►

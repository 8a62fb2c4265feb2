//! Loan catalog models: products and categories

use serde::{Deserialize, Serialize};
use serde_json::Value;
use sqlx::types::chrono::{DateTime, Utc};
use uuid::Uuid;

use super::slug::slugify;
use crate::error::{ApiError, ApiResult};
use crate::util::lenient_number;

/// Loan product type
#[derive(Debug, Serialize, Deserialize, sqlx::Type, Clone, Copy, PartialEq, Eq, Hash)]
#[sqlx(type_name = "loan_type", rename_all = "PascalCase")]
pub enum LoanType {
    Personal,
    Business,
    Home,
    Vehicle,
    Education,
}

impl LoanType {
    pub fn as_str(&self) -> &'static str {
        match self {
            LoanType::Personal => "Personal",
            LoanType::Business => "Business",
            LoanType::Home => "Home",
            LoanType::Vehicle => "Vehicle",
            LoanType::Education => "Education",
        }
    }

    /// Case-insensitive parse, as used by `/loans/type/:type`
    pub fn parse(s: &str) -> Option<Self> {
        match s.trim().to_lowercase().as_str() {
            "personal" => Some(LoanType::Personal),
            "business" => Some(LoanType::Business),
            "home" => Some(LoanType::Home),
            "vehicle" => Some(LoanType::Vehicle),
            "education" => Some(LoanType::Education),
            _ => None,
        }
    }
}

/// Annual interest rate range, in percent
#[derive(Debug, Serialize, Deserialize, Clone, Copy, PartialEq)]
pub struct InterestRate {
    pub min: f64,
    pub max: f64,
    #[serde(default)]
    pub default: Option<f64>,
}

impl InterestRate {
    /// Rate applied to new applications: the default, or the minimum if unset
    pub fn effective(&self) -> f64 {
        self.default.unwrap_or(self.min)
    }
}

/// Title/description pair used for features and benefits
#[derive(Debug, Serialize, Deserialize, Clone, PartialEq)]
pub struct LoanHighlight {
    pub title: String,
    #[serde(default)]
    pub description: String,
}

#[derive(Debug, Serialize, Deserialize, Clone, PartialEq)]
pub struct RequiredDocument {
    pub name: String,
    #[serde(default)]
    pub description: String,
    #[serde(default = "default_true")]
    pub required: bool,
}

/// Example repayment plan shown on the product page
#[derive(Debug, Serialize, Deserialize, Clone, PartialEq)]
#[serde(rename_all = "camelCase")]
pub struct RepaymentOption {
    pub tenure: u32,
    pub interest_rate: f64,
    #[serde(default)]
    pub emi: Option<i64>,
}

/// Loan product in the catalog
#[derive(Debug, Serialize, Deserialize, Clone)]
#[serde(rename_all = "camelCase")]
pub struct LoanProduct {
    pub id: Uuid,
    pub name: String,
    pub slug: String,
    #[serde(rename = "type")]
    pub loan_type: LoanType,
    pub description: String,
    pub category_id: Option<Uuid>,
    pub interest_rate: InterestRate,
    pub min_loan_amount: f64,
    pub max_loan_amount: f64,
    /// Months
    pub min_tenure: i32,
    /// Months
    pub max_tenure: i32,
    pub features: Vec<LoanHighlight>,
    pub benefits: Vec<LoanHighlight>,
    pub required_documents: Vec<RequiredDocument>,
    pub repayment_options: Vec<RepaymentOption>,
    pub image: Option<String>,
    pub is_active: bool,
    pub display_order: i32,
    pub created_at: DateTime<Utc>,
    pub updated_at: DateTime<Utc>,
}

impl LoanProduct {
    /// Build a product from an admin request, deriving the slug from the name
    pub fn from_request(req: CreateLoanRequest) -> ApiResult<Self> {
        let now = Utc::now();
        let slug = match req.slug.as_deref().map(slugify) {
            Some(s) if !s.is_empty() => s,
            _ => slugify(&req.name),
        };
        let loan = Self {
            id: Uuid::new_v4(),
            name: req.name.trim().to_string(),
            slug,
            loan_type: req.loan_type,
            description: req.description,
            category_id: req.category_id,
            interest_rate: req.interest_rate,
            min_loan_amount: req.min_loan_amount,
            max_loan_amount: req.max_loan_amount,
            min_tenure: req.min_tenure,
            max_tenure: req.max_tenure,
            features: req.features,
            benefits: req.benefits,
            required_documents: req.required_documents,
            repayment_options: req.repayment_options,
            image: req.image,
            is_active: req.is_active.unwrap_or(true),
            display_order: req.display_order.unwrap_or(0),
            created_at: now,
            updated_at: now,
        };
        loan.validate()?;
        Ok(loan)
    }

    /// Apply a partial update and re-check the product invariants
    pub fn apply_update(&mut self, req: UpdateLoanRequest) -> ApiResult<()> {
        if let Some(name) = req.name {
            self.name = name.trim().to_string();
            self.slug = slugify(&self.name);
        }
        if let Some(slug) = req.slug {
            self.slug = slugify(&slug);
        }
        if let Some(t) = req.loan_type {
            self.loan_type = t;
        }
        if let Some(d) = req.description {
            self.description = d;
        }
        if let Some(c) = req.category_id {
            self.category_id = c;
        }
        if let Some(r) = req.interest_rate {
            self.interest_rate = r;
        }
        if let Some(v) = req.min_loan_amount {
            self.min_loan_amount = v;
        }
        if let Some(v) = req.max_loan_amount {
            self.max_loan_amount = v;
        }
        if let Some(v) = req.min_tenure {
            self.min_tenure = v;
        }
        if let Some(v) = req.max_tenure {
            self.max_tenure = v;
        }
        if let Some(v) = req.features {
            self.features = v;
        }
        if let Some(v) = req.benefits {
            self.benefits = v;
        }
        if let Some(v) = req.required_documents {
            self.required_documents = v;
        }
        if let Some(v) = req.repayment_options {
            self.repayment_options = v;
        }
        if let Some(v) = req.image {
            self.image = v;
        }
        if let Some(v) = req.is_active {
            self.is_active = v;
        }
        if let Some(v) = req.display_order {
            self.display_order = v;
        }
        self.updated_at = Utc::now();
        self.validate()
    }

    /// Check the rate, amount and tenure invariants
    pub fn validate(&self) -> ApiResult<()> {
        let mut fields = Vec::new();
        let rate = &self.interest_rate;

        if self.name.is_empty() {
            fields.push("name".to_string());
        }
        if self.slug.is_empty() {
            fields.push("slug".to_string());
        }
        let rate_ok = rate.min.is_finite()
            && rate.max.is_finite()
            && rate.min >= 0.0
            && rate.min <= rate.max
            && rate
                .default
                .map_or(true, |d| d.is_finite() && rate.min <= d && d <= rate.max);
        if !rate_ok {
            fields.push("interestRate".to_string());
        }
        if !(self.min_loan_amount.is_finite()
            && self.max_loan_amount.is_finite()
            && self.min_loan_amount >= 0.0
            && self.min_loan_amount <= self.max_loan_amount)
        {
            fields.push("loanAmount".to_string());
        }
        if !(self.min_tenure >= 0 && self.min_tenure <= self.max_tenure) {
            fields.push("tenure".to_string());
        }

        if fields.is_empty() {
            Ok(())
        } else {
            Err(ApiError::validation(
                "Loan product violates its rate, amount or tenure bounds",
                fields,
            ))
        }
    }

    /// Annual rate applied to new applications
    pub fn annual_rate(&self) -> f64 {
        self.interest_rate.effective()
    }

    pub fn check_amount(&self, amount: f64) -> ApiResult<()> {
        if amount < self.min_loan_amount || amount > self.max_loan_amount {
            return Err(ApiError::InvalidAmount(format!(
                "amount must be between {} and {}",
                self.min_loan_amount, self.max_loan_amount
            )));
        }
        Ok(())
    }

    pub fn check_tenure(&self, months: u32) -> ApiResult<()> {
        let months = i64::from(months);
        if months < i64::from(self.min_tenure) || months > i64::from(self.max_tenure) {
            return Err(ApiError::InvalidTenure(format!(
                "tenure must be between {} and {} months",
                self.min_tenure, self.max_tenure
            )));
        }
        Ok(())
    }
}

fn default_true() -> bool {
    true
}

/// Request to create a loan product
#[derive(Debug, Deserialize, Clone)]
#[serde(rename_all = "camelCase")]
pub struct CreateLoanRequest {
    pub name: String,
    #[serde(default)]
    pub slug: Option<String>,
    #[serde(rename = "type")]
    pub loan_type: LoanType,
    #[serde(default)]
    pub description: String,
    #[serde(default)]
    pub category_id: Option<Uuid>,
    pub interest_rate: InterestRate,
    pub min_loan_amount: f64,
    pub max_loan_amount: f64,
    pub min_tenure: i32,
    pub max_tenure: i32,
    #[serde(default)]
    pub features: Vec<LoanHighlight>,
    #[serde(default)]
    pub benefits: Vec<LoanHighlight>,
    #[serde(default)]
    pub required_documents: Vec<RequiredDocument>,
    #[serde(default)]
    pub repayment_options: Vec<RepaymentOption>,
    #[serde(default)]
    pub image: Option<String>,
    #[serde(default)]
    pub is_active: Option<bool>,
    #[serde(default)]
    pub display_order: Option<i32>,
}

/// Partial update of a loan product
#[derive(Debug, Deserialize, Default, Clone)]
#[serde(rename_all = "camelCase")]
pub struct UpdateLoanRequest {
    pub name: Option<String>,
    pub slug: Option<String>,
    #[serde(rename = "type")]
    pub loan_type: Option<LoanType>,
    pub description: Option<String>,
    /// `Some(None)` detaches the loan from its category
    #[serde(default, with = "double_option")]
    pub category_id: Option<Option<Uuid>>,
    pub interest_rate: Option<InterestRate>,
    pub min_loan_amount: Option<f64>,
    pub max_loan_amount: Option<f64>,
    pub min_tenure: Option<i32>,
    pub max_tenure: Option<i32>,
    pub features: Option<Vec<LoanHighlight>>,
    pub benefits: Option<Vec<LoanHighlight>>,
    pub required_documents: Option<Vec<RequiredDocument>>,
    pub repayment_options: Option<Vec<RepaymentOption>>,
    #[serde(default, with = "double_option")]
    pub image: Option<Option<String>>,
    pub is_active: Option<bool>,
    pub display_order: Option<i32>,
}

mod double_option {
    use serde::{Deserialize, Deserializer};

    pub fn deserialize<'de, T, D>(deserializer: D) -> Result<Option<Option<T>>, D::Error>
    where
        T: Deserialize<'de>,
        D: Deserializer<'de>,
    {
        Option::<T>::deserialize(deserializer).map(Some)
    }
}

/// Flat loan payload used by `POST /categories/:id/loans`
///
/// Numbers may arrive as strings; a missing max or default rate falls back
/// to the minimum, and missing amounts or tenures become zero.
#[derive(Debug, Deserialize, Clone)]
#[serde(rename_all = "camelCase")]
pub struct CategoryLoanRequest {
    pub name: Option<String>,
    #[serde(default)]
    pub description: String,
    #[serde(rename = "type")]
    pub loan_type: Option<LoanType>,
    #[serde(default)]
    pub interest_rate_min: Value,
    #[serde(default)]
    pub interest_rate_max: Value,
    #[serde(default)]
    pub interest_rate_default: Value,
    #[serde(default)]
    pub min_loan_amount: Value,
    #[serde(default)]
    pub max_loan_amount: Value,
    #[serde(default)]
    pub min_tenure: Value,
    #[serde(default)]
    pub max_tenure: Value,
}

impl CategoryLoanRequest {
    pub fn into_create(self, category_id: Uuid) -> ApiResult<CreateLoanRequest> {
        let name = self
            .name
            .filter(|n| !n.trim().is_empty())
            .ok_or_else(|| ApiError::validation("Loan name required", vec!["name".into()]))?;
        let loan_type = self
            .loan_type
            .ok_or_else(|| ApiError::validation("Loan type required", vec!["type".into()]))?;

        let num = |v: &Value| lenient_number(v).filter(|n| *n != 0.0);
        let min = num(&self.interest_rate_min).unwrap_or(0.0);
        let max = num(&self.interest_rate_max).unwrap_or(min);
        let default = num(&self.interest_rate_default).unwrap_or(min);

        Ok(CreateLoanRequest {
            name,
            slug: None,
            loan_type,
            description: self.description,
            category_id: Some(category_id),
            interest_rate: InterestRate {
                min,
                max,
                default: Some(default),
            },
            min_loan_amount: num(&self.min_loan_amount).unwrap_or(0.0),
            max_loan_amount: num(&self.max_loan_amount).unwrap_or(0.0),
            min_tenure: num(&self.min_tenure).unwrap_or(0.0) as i32,
            max_tenure: num(&self.max_tenure).unwrap_or(0.0) as i32,
            features: Vec::new(),
            benefits: Vec::new(),
            required_documents: Vec::new(),
            repayment_options: Vec::new(),
            image: None,
            is_active: None,
            display_order: None,
        })
    }
}

/// Filter for catalog listings
#[derive(Debug, Default, Clone, Copy)]
pub struct LoanFilter {
    pub active_only: bool,
    pub loan_type: Option<LoanType>,
    pub category_id: Option<Uuid>,
}

/// Loan category
#[derive(Debug, Serialize, Deserialize, sqlx::FromRow, Clone)]
#[serde(rename_all = "camelCase")]
pub struct LoanCategory {
    pub id: Uuid,
    pub name: String,
    pub slug: String,
    pub description: Option<String>,
    pub active: bool,
    pub created_at: DateTime<Utc>,
    pub updated_at: DateTime<Utc>,
}

impl LoanCategory {
    pub fn new(name: &str, description: Option<String>) -> ApiResult<Self> {
        let name = name.trim();
        let slug = slugify(name);
        if name.is_empty() || slug.is_empty() {
            return Err(ApiError::validation("Name required", vec!["name".into()]));
        }
        if name.chars().count() > 100 {
            return Err(ApiError::validation(
                "Name must be at most 100 characters",
                vec!["name".into()],
            ));
        }
        let now = Utc::now();
        Ok(Self {
            id: Uuid::new_v4(),
            name: name.to_string(),
            slug,
            description,
            active: true,
            created_at: now,
            updated_at: now,
        })
    }

    pub fn apply_update(&mut self, req: UpdateCategoryRequest) -> ApiResult<()> {
        if let Some(name) = req.name.filter(|n| !n.trim().is_empty()) {
            let renamed = Self::new(&name, None)?;
            self.name = renamed.name;
            self.slug = renamed.slug;
        }
        if let Some(d) = req.description {
            self.description = Some(d);
        }
        if let Some(a) = req.active {
            self.active = a;
        }
        self.updated_at = Utc::now();
        Ok(())
    }
}

/// Category with the number of loans attached to it
#[derive(Debug, Serialize, Clone)]
#[serde(rename_all = "camelCase")]
pub struct CategoryWithCount {
    #[serde(flatten)]
    pub category: LoanCategory,
    pub loan_count: i64,
}

#[derive(Debug, Deserialize)]
pub struct CreateCategoryRequest {
    pub name: Option<String>,
    pub description: Option<String>,
}

#[derive(Debug, Deserialize, Default)]
pub struct UpdateCategoryRequest {
    pub name: Option<String>,
    pub description: Option<String>,
    pub active: Option<bool>,
}

/// EMI quote for a catalog product
#[derive(Debug, Serialize, Clone)]
#[serde(rename_all = "camelCase")]
pub struct EmiQuote {
    pub loan_amount: f64,
    pub loan_tenure: u32,
    pub interest_rate: f64,
    pub emi: i64,
    pub total_payable: i64,
    pub total_interest: i64,
}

◄

» REQUIRED WORK:
Search the entries for "categories" and copy each matching line.

» WRITTEN SOLUTION:
//! Loan catalog models: products and categories
/// Flat loan payload used by `POST /categories/:id/loans`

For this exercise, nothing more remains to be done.